The literature also contains derivative or referential uses. “Polar: Agentic RL on Any Harness at Scale” states that Polar “rewrites its preceding work, ProRL Agent” and registers it as one of the NeMo Gym environments (Xu et al., 22 May 2026). “BroRL: Scaling Reinforcement Learning via Broadened Exploration” explicitly frames itself relative to ProRL-style step scaling in RLVR (Hu et al., 1 Oct 2025).

6. Conceptual significance and limitations

Across its different meanings, “ProRL” marks a recurring design tendency in recent RL research: the attempt to stabilize learning or deployment by changing the policy representation, training horizon, rollout substrate, or gradient estimator rather than relying on standard end-to-end DRL alone. In the scheduling setting, this manifests as programmatic policies over interpretable heuristic primitives (Hu et al., 18 May 2026). In the LLM-agent setting, it manifests as rollout-as-a-service system decoupling (Zhang et al., 19 Mar 2026). In proactive recommendation, it manifests as rectified policy-gradient estimation (Hou et al., 27 May 2026). In reasoning LLMs, it manifests as prolonged RL with KL control and reference resets (Liu et al., 30 May 2025).

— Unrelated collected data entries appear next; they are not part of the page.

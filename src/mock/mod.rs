//! Mock backend.
//!
//! Simulates the rental API for local development and tests: an in-memory
//! house collection behind a structured route table with typed query
//! decoding, plus canned auth, order, and review behavior. The route shapes
//! and response bodies match the real backend, so the client runs against
//! either unchanged.

mod admin;
mod auth;
mod error;
mod houses;
mod orders;
mod reviews;
pub mod search;
pub mod seed;
mod users;

pub use error::{ApiError, ErrorCode, ErrorResponse};

use axum::{
    async_trait,
    extract::FromRequestParts,
    http::{header, request::Parts, HeaderMap},
    routing::{delete, get, patch, post},
    Router,
};
use dashmap::DashMap;
use parking_lot::RwLock;
use rand::Rng;
use std::sync::Arc;
use tokio::net::TcpListener;
use tower_http::trace::TraceLayer;

use crate::models::{House, Order, Page, Review, Role, User};

pub struct MockState {
    pub houses: RwLock<Vec<House>>,
    pub orders: RwLock<Vec<Order>>,
    pub reviews: RwLock<Vec<Review>>,
    pub users: RwLock<Vec<User>>,
    /// token -> authenticated user
    pub sessions: DashMap<String, User>,
}

impl MockState {
    /// State pre-populated with the canonical demo dataset.
    pub fn seeded() -> Self {
        Self {
            houses: RwLock::new(seed::houses()),
            orders: RwLock::new(seed::orders()),
            reviews: RwLock::new(seed::reviews()),
            users: RwLock::new(seed::users()),
            sessions: DashMap::new(),
        }
    }
}

pub fn create_router(state: Arc<MockState>) -> Router {
    // Public auth routes.
    let auth_routes = Router::new()
        .route("/login", post(auth::login))
        .route("/register", post(auth::register))
        .route("/me", get(auth::me))
        .route("/logout", post(auth::logout));

    let api_routes = Router::new()
        // Houses
        .route("/houses", get(houses::list).post(houses::create))
        .route(
            "/houses/:id",
            get(houses::detail)
                .put(houses::update)
                .delete(houses::remove),
        )
        // Reviews
        .route(
            "/houses/:id/reviews",
            get(reviews::list_for_house).post(reviews::create),
        )
        .route("/reviews", get(admin::list_reviews))
        .route("/reviews/:id", delete(admin::delete_review))
        // Orders
        .route("/orders", get(orders::list).post(orders::create))
        .route("/orders/:id", get(orders::detail))
        .route("/orders/:id/cancel", post(orders::cancel))
        // User management
        .route("/users", get(users::list))
        .route("/users/:id/role", patch(users::set_role))
        .route("/users/:id", delete(users::remove))
        // Admin back-office
        .route("/admin/dashboard/stats", get(admin::dashboard_stats))
        .route("/admin/users", get(admin::list_users))
        .route("/admin/users/:id/role", patch(users::set_role))
        .route("/admin/users/:id", delete(users::remove))
        .route("/admin/houses", get(admin::list_houses))
        .route("/admin/houses/:id/approve", post(admin::approve_house))
        .route("/admin/houses/:id/reject", post(admin::reject_house))
        .route("/admin/houses/:id", delete(houses::remove))
        .route("/admin/orders", get(admin::list_orders))
        .route("/admin/orders/:id/refund", post(admin::refund_order));

    Router::new()
        .route("/health", get(health_check))
        .nest("/api/auth", auth_routes)
        .nest("/api", api_routes)
        .layer(TraceLayer::new_for_http())
        .with_state(state)
}

async fn health_check() -> &'static str {
    "OK"
}

/// Serve the mock API on an already-bound listener. Tests bind port 0 and
/// read the local address back before calling this.
pub async fn serve(listener: TcpListener, state: Arc<MockState>) -> std::io::Result<()> {
    axum::serve(listener, create_router(state)).await
}

/// Random session token, hex-encoded.
pub(crate) fn generate_token() -> String {
    let mut rng = rand::rng();
    let bytes: [u8; 32] = rng.random();
    hex::encode(bytes)
}

pub(crate) fn bearer_token(headers: &HeaderMap) -> Option<String> {
    headers
        .get(header::AUTHORIZATION)
        .and_then(|h| h.to_str().ok())
        .and_then(|h| h.strip_prefix("Bearer "))
        .map(str::to_string)
}

/// Extractor resolving the bearer token to its session user.
#[async_trait]
impl FromRequestParts<Arc<MockState>> for User {
    type Rejection = ApiError;

    async fn from_request_parts(
        parts: &mut Parts,
        state: &Arc<MockState>,
    ) -> Result<Self, Self::Rejection> {
        let token = bearer_token(&parts.headers)
            .ok_or_else(|| ApiError::unauthorized("Missing bearer token"))?;
        state
            .sessions
            .get(&token)
            .map(|entry| entry.clone())
            .ok_or_else(|| ApiError::unauthorized("Invalid or expired token"))
    }
}

pub(crate) fn require_admin(user: &User) -> Result<(), ApiError> {
    if user.role == Role::Admin {
        Ok(())
    } else {
        Err(ApiError::forbidden("Administrator role required"))
    }
}

pub(crate) fn require_host(user: &User) -> Result<(), ApiError> {
    if user.role == Role::Admin || user.role == Role::Host {
        Ok(())
    } else {
        Err(ApiError::forbidden("Host or administrator role required"))
    }
}

pub(crate) fn paginate<T: Clone>(items: &[T], page: u32, size: u32) -> Page<T> {
    let size = size.max(1);
    let total_elements = items.len() as u64;
    let total_pages = total_elements.div_ceil(u64::from(size));
    let start = (page as usize).saturating_mul(size as usize);
    let content = items
        .iter()
        .skip(start)
        .take(size as usize)
        .cloned()
        .collect();
    Page {
        content,
        total_elements,
        total_pages,
        size,
        number: page,
    }
}

#[cfg(test)]
mod tests {
    use super::*;

    #[test]
    fn paginate_splits_and_reports_totals() {
        let items: Vec<u32> = (0..25).collect();
        let page = paginate(&items, 1, 10);
        assert_eq!(page.content, (10..20).collect::<Vec<_>>());
        assert_eq!(page.total_elements, 25);
        assert_eq!(page.total_pages, 3);
        assert_eq!(page.number, 1);

        let past_end = paginate(&items, 9, 10);
        assert!(past_end.content.is_empty());
    }

    #[test]
    fn paginate_clamps_zero_size() {
        let items = vec![1, 2, 3];
        let page = paginate(&items, 0, 0);
        assert_eq!(page.size, 1);
        assert_eq!(page.content, vec![1]);
    }

    #[test]
    fn bearer_token_requires_scheme_prefix() {
        let mut headers = HeaderMap::new();
        headers.insert(header::AUTHORIZATION, "Bearer abc".parse().unwrap());
        assert_eq!(bearer_token(&headers), Some("abc".to_string()));

        headers.insert(header::AUTHORIZATION, "Basic abc".parse().unwrap());
        assert_eq!(bearer_token(&headers), None);
    }
}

For the scheduling framework specifically, the main limitations stated in the paper are dependence on the DSL, brittleness of local search in deeper program spaces, Gaussian Process modeling assumptions in Bayesian optimization, and uncertainty about behavior on very large or highly dynamic shop floors (Hu et al., 18 May 2026). Poorly chosen concepts can bound expressiveness; local mutations may get stuck in local minima; sharply varying returns can stress GP surrogates; and larger-scale or more dynamic instances may require richer concepts or hierarchical programs.

A common misconception is that ProRL in the scheduling paper is simply another interpretable wrapper around a neural policy. The paper instead defines the policy itself as a program in DSL-S, with direct execution semantics and editable branches. Another potential misconception is that all recent “ProRL” papers are methodologically connected. The data suggest the opposite: the same label has been adopted independently for distinct research programs, so the surrounding task domain and arXiv identifier are necessary to identify the intended meaning.

In the scheduling sense, ProRL is best understood as a bilevel, program-synthesis-oriented RL framework for job shop scheduling whose policy class is symbolic, whose reward is sparse and terminal, and whose principal contribution is the learning of human-readable scheduling strategies that remain competitive with stronger opaque baselines (Hu et al., 18 May 2026).